── Task data ──

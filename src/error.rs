//! Error types for the HR engine.
//!
//! This module provides strongly-typed errors using the `thiserror` crate
//! for every failure the leave ledger, the leave workflow and the payroll
//! engine can report to a caller.

use chrono::NaiveDate;
use thiserror::Error;
use uuid::Uuid;

use crate::models::PayPeriod;

/// The broad category of an [`EngineError`].
///
/// Callers that only need to map errors to a response class (HTTP status,
/// exit code, retry policy) can match on the kind instead of every variant.
#[derive(Debug, Clone, Copy, PartialEq, Eq, Hash)]
pub enum ErrorKind {
    /// A referenced entity does not exist.
    NotFound,
    /// A uniqueness rule or overlap rule was violated.
    Conflict,
    /// The requested leave days exceed the remaining balance.
    InsufficientBalance,
    /// The entity is not in a state that allows the requested change.
    InvalidTransition,
    /// The input was malformed or out of range.
    Validation,
    /// Engine configuration could not be loaded.
    Configuration,
}

/// The main error type for the HR engine.
///
/// # Example
///
/// ```
/// use hrm_engine::error::{EngineError, ErrorKind};
///
/// let error = EngineError::InsufficientBalance {
///     requested: 6,
///     remaining: 5,
/// };
/// assert_eq!(error.kind(), ErrorKind::InsufficientBalance);
/// assert_eq!(
///     error.to_string(),
///     "Insufficient leave balance: requested 6 day(s), 5 remaining"
/// );
/// ```
#[derive(Debug, Clone, PartialEq, Eq, Error)]
pub enum EngineError {
    /// A referenced entity was not found.
    #[error("{entity} not found: {id}")]
    NotFound {
        /// The kind of entity (e.g. "employee", "leave balance").
        entity: &'static str,
        /// The identifier that was looked up.
        id: String,
    },

    /// A payroll already exists for the employee and pay period.
    #[error("Payroll already processed for employee {employee_id} in {pay_period}")]
    DuplicatePayroll {
        /// The employee the payroll belongs to.
        employee_id: Uuid,
        /// The pay period of the existing payroll.
        pay_period: PayPeriod,
    },

    /// A payslip already exists for the payroll.
    #[error("Payslip already generated for payroll {payroll_id}")]
    DuplicatePayslip {
        /// The payroll that already has a payslip.
        payroll_id: Uuid,
    },

    /// The requested leave dates intersect an active application.
    #[error(
        "Leave from {start_date} to {end_date} overlaps existing application {existing_id}"
    )]
    OverlappingLeave {
        /// The application the new dates collide with.
        existing_id: Uuid,
        /// Requested start date.
        start_date: NaiveDate,
        /// Requested end date.
        end_date: NaiveDate,
    },

    /// A generic uniqueness or referential conflict.
    #[error("Conflict: {message}")]
    Conflict {
        /// A description of the conflict.
        message: String,
    },

    /// Not enough leave days remain in the balance.
    #[error("Insufficient leave balance: requested {requested} day(s), {remaining} remaining")]
    InsufficientBalance {
        /// Days requested.
        requested: u32,
        /// Days remaining in the balance.
        remaining: u32,
    },

    /// A status change that the state machine does not allow.
    #[error("Invalid {entity} transition from {from} to {to}")]
    InvalidTransition {
        /// The kind of entity (e.g. "leave application", "payroll").
        entity: &'static str,
        /// The current status.
        from: String,
        /// The requested status.
        to: String,
    },

    /// Somebody other than the applicant tried to cancel a leave application.
    #[error("Employee {requester_id} does not own leave application {application_id}")]
    NotApplicationOwner {
        /// The application being cancelled.
        application_id: Uuid,
        /// The employee who asked for the cancellation.
        requester_id: Uuid,
    },

    /// Input failed validation.
    #[error("Invalid field '{field}': {message}")]
    Validation {
        /// The offending field.
        field: String,
        /// A description of what made the field invalid.
        message: String,
    },

    /// Configuration file was not found at the specified path.
    #[error("Configuration file not found: {path}")]
    ConfigNotFound {
        /// The path that was not found.
        path: String,
    },

    /// Configuration file could not be parsed.
    #[error("Failed to parse configuration file '{path}': {message}")]
    ConfigParseError {
        /// The path to the file that failed to parse.
        path: String,
        /// A description of the parse error.
        message: String,
    },
}

impl EngineError {
    /// Shorthand for a [`EngineError::NotFound`].
    pub fn not_found(entity: &'static str, id: impl ToString) -> Self {
        Self::NotFound {
            entity,
            id: id.to_string(),
        }
    }

    /// Shorthand for a [`EngineError::Validation`].
    pub fn validation(field: impl Into<String>, message: impl Into<String>) -> Self {
        Self::Validation {
            field: field.into(),
            message: message.into(),
        }
    }

    /// Returns the category this error belongs to.
    pub fn kind(&self) -> ErrorKind {
        match self {
            EngineError::NotFound { .. } => ErrorKind::NotFound,
            EngineError::DuplicatePayroll { .. }
            | EngineError::DuplicatePayslip { .. }
            | EngineError::OverlappingLeave { .. }
            | EngineError::Conflict { .. } => ErrorKind::Conflict,
            EngineError::InsufficientBalance { .. } => ErrorKind::InsufficientBalance,
            EngineError::InvalidTransition { .. } | EngineError::NotApplicationOwner { .. } => {
                ErrorKind::InvalidTransition
            }
            EngineError::Validation { .. } => ErrorKind::Validation,
            EngineError::ConfigNotFound { .. } | EngineError::ConfigParseError { .. } => {
                ErrorKind::Configuration
            }
        }
    }
}

/// A type alias for Results that return EngineError.
pub type EngineResult<T> = Result<T, EngineError>;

───

[Work order] For every line in the data above that holds "description", return the line itself.

[Response below]
        /// A description of the conflict.
        /// A description of what made the field invalid.
        /// A description of the parse error.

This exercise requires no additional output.